__Activity__
Copy out all the lines of the data that hold the word "HttpTransport".

__Stored data entries__
# # #
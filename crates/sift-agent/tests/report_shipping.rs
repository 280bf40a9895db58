//! End-to-end report shipping against a local collector.
//!
//! A minimal hyper server stands in for the remote collector and records
//! every batch it receives.

use http_body_util::{BodyExt, Full};
use hyper::body::{Bytes, Incoming};
use hyper::server::conn::http1;
use hyper::service::service_fn;
use hyper::{Request, Response, StatusCode};
use hyper_util::rt::TokioIo;
use parking_lot::Mutex;
use serde_json::Value;
use sift_agent::filters::{Filter, FilterType, RangeMatcher};
use sift_agent::interception::{BodyParser, CollectionRule, Collector, CompletedCall};
use sift_agent::report::{HttpTransport, Phase, ReportLog, Sender, SenderConfig};
use std::convert::Infallible;
use std::io::Cursor;
use std::net::SocketAddr;
use std::sync::Arc;
use std::time::Duration;
use tokio::net::TcpListener;

const TEST_TIMEOUT: Duration = Duration::from_secs(10);

#[derive(Debug, Clone)]
struct Received {
    content_type: Option<String>,
    accept: Option<String>,
    batch: Value,
}

struct FakeCollector {
    addr: SocketAddr,
    received: Arc<Mutex<Vec<Received>>>,
}

impl FakeCollector {
    /// Start a collector answering every POST with `status`.
    async fn start(status: StatusCode) -> Self {
        let listener = TcpListener::bind("127.0.0.1:0").await.unwrap();
        let addr = listener.local_addr().unwrap();
        let received = Arc::new(Mutex::new(Vec::new()));

        let store = received.clone();
        tokio::spawn(async move {
            loop {
                let Ok((stream, _)) = listener.accept().await else {
                    return;
                };
                let store = store.clone();
                tokio::spawn(async move {
                    let service = service_fn(move |req: Request<Incoming>| {
                        let store = store.clone();
                        async move {
                            let header = |name: &str| {
                                req.headers()
                                    .get(name)
                                    .and_then(|v| v.to_str().ok())
                                    .map(str::to_string)
                            };
                            let content_type = header("content-type");
                            let accept = header("accept");
                            let body = req.into_body().collect().await.unwrap().to_bytes();
                            let batch = serde_json::from_slice(&body).unwrap_or(Value::Null);
                            store.lock().push(Received {
                                content_type,
                                accept,
                                batch,
                            });
                            Ok::<_, Infallible>(
                                Response::builder()
                                    .status(status)
                                    .body(Full::new(Bytes::from_static(b"{}")))
                                    .unwrap(),
                            )
                        }
                    });
                    let _ = http1::Builder::new()
                        .serve_connection(TokioIo::new(stream), service)
                        .await;
                });
            }
        });

        Self { addr, received }
    }

    fn endpoint(&self) -> String {
        format!("http://{}/logs", self.addr)
    }

    fn received(&self) -> Vec<Received> {
        self.received.lock().clone()
    }
}

fn sender_for(endpoint: &str, limit: u64) -> Sender {
    let transport = HttpTransport::new(endpoint, Duration::from_secs(2)).unwrap();
    Sender::start(
        SenderConfig {
            in_flight_limit: limit,
            secret_key: "sk_integration".to_string(),
            environment: "test".to_string(),
            ..Default::default()
        },
        Arc::new(transport),
    )
}

fn report(path: &str) -> ReportLog {
    ReportLog {
        path: path.to_string(),
        method: "GET".to_string(),
        ..Default::default()
    }
}

#[tokio::test]
async fn test_reports_are_posted_as_json() {
    let collector = FakeCollector::start(StatusCode::OK).await;
    let sender = sender_for(&collector.endpoint(), 10);

    sender.send(report("/users"));
    tokio::time::timeout(TEST_TIMEOUT, sender.shutdown())
        .await
        .expect("sender drained");

    let received = collector.received();
    assert_eq!(received.len(), 1);
    let request = &received[0];
    assert_eq!(
        request.content_type.as_deref(),
        Some("application/json; charset=utf-8")
    );
    assert_eq!(request.accept.as_deref(), Some("application/json"));
    assert_eq!(request.batch["SecretKey"], "sk_integration");
    assert_eq!(request.batch["Environment"], "test");
    assert_eq!(request.batch["Logs"][0]["Path"], "/users");
    assert_eq!(request.batch["Logs"][0]["Type"], "REQUEST_SUCCESS");
}

#[tokio::test]
async fn test_stop_drains_queued_reports() {
    let collector = FakeCollector::start(StatusCode::OK).await;
    let sender = sender_for(&collector.endpoint(), 50);

    for i in 0..20 {
        sender.send(report(&format!("/items/{i}")));
    }
    tokio::time::timeout(TEST_TIMEOUT, sender.shutdown())
        .await
        .expect("sender drained");

    assert_eq!(collector.received().len(), 20);
    let status = sender.status();
    assert_eq!(status.phase, Phase::Stopped);
    assert_eq!(status.in_flight, 0);
}

#[tokio::test]
async fn test_server_errors_are_not_retried() {
    let collector = FakeCollector::start(StatusCode::INTERNAL_SERVER_ERROR).await;
    let sender = sender_for(&collector.endpoint(), 10);

    sender.send(report("/flaky"));
    tokio::time::timeout(TEST_TIMEOUT, sender.shutdown())
        .await
        .expect("sender drained");

    assert_eq!(collector.received().len(), 1);
    assert_eq!(sender.status().lost, 0);
}

#[tokio::test]
async fn test_unreachable_collector_does_not_block_shutdown() {
    // Bind then drop to get a port nothing listens on.
    let addr = TcpListener::bind("127.0.0.1:0")
        .await
        .unwrap()
        .local_addr()
        .unwrap();
    let sender = sender_for(&format!("http://{addr}/logs"), 10);

    sender.send(report("/nowhere"));
    tokio::time::timeout(TEST_TIMEOUT, sender.shutdown())
        .await
        .expect("sender stopped");
    assert_eq!(sender.status().in_flight, 0);
}

#[tokio::test]
async fn test_send_after_shutdown_is_dropped() {
    let collector = FakeCollector::start(StatusCode::OK).await;
    let sender = sender_for(&collector.endpoint(), 10);
    sender.shutdown().await;

    sender.send(report("/late"));
    tokio::time::sleep(Duration::from_millis(50)).await;
    assert!(collector.received().is_empty());
}

#[tokio::test]
async fn test_collector_pipeline() {
    let collector = FakeCollector::start(StatusCode::OK).await;
    let sender = Arc::new(sender_for(&collector.endpoint(), 10));

    let errors = CollectionRule::new(
        "server-errors",
        vec![Filter::with_matcher(
            FilterType::StatusCode,
            RangeMatcher::default().lower_bound(500).into(),
        )
        .unwrap()],
    );
    let parser = BodyParser::new(4096);
    let agent = Collector::new(vec![errors], parser.clone(), sender.clone());

    let call = |status: u16| {
        let request = Request::builder()
            .method("POST")
            .uri("https://payments.example.com/v2/charges")
            .header("content-type", "application/x-www-form-urlencoded")
            .body(parser.reader(Cursor::new(b"amount=100&currency=eur".to_vec())))
            .unwrap();
        let response = Response::builder()
            .status(status)
            .header("content-type", "application/json")
            .body(parser.reader(Cursor::new(br#"{"error":"upstream"}"#.to_vec())))
            .unwrap();
        CompletedCall {
            request,
            response: Some(response),
            started_at: Some(chrono::Utc::now()),
            ended_at: Some(chrono::Utc::now()),
            failure: None,
        }
    };

    assert!(agent.collect(&mut call(502)));
    assert!(!agent.collect(&mut call(200)));
    tokio::time::timeout(TEST_TIMEOUT, sender.shutdown())
        .await
        .expect("sender drained");

    let received = collector.received();
    assert_eq!(received.len(), 1);
    let log = &received[0].batch["Logs"][0];
    assert_eq!(log["Hostname"], "payments.example.com");
    assert_eq!(log["Port"], 443);
    assert_eq!(log["StatusCode"], 502);
    assert_eq!(log["Stage"], "BodiesStage");
    assert_eq!(log["RequestBody"]["currency"][0], "eur");
    assert_eq!(log["ResponseBody"]["error"], "upstream");
    assert_eq!(log["ActiveDataCollectionRules"][0], "server-errors");
    assert!(log["ResponseBodyPayloadSHA"].as_str().unwrap().len() == 64);
}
# # #
__Answer area__
use sift_agent::report::{HttpTransport, Phase, ReportLog, Sender, SenderConfig};
    let transport = HttpTransport::new(endpoint, Duration::from_secs(2)).unwrap();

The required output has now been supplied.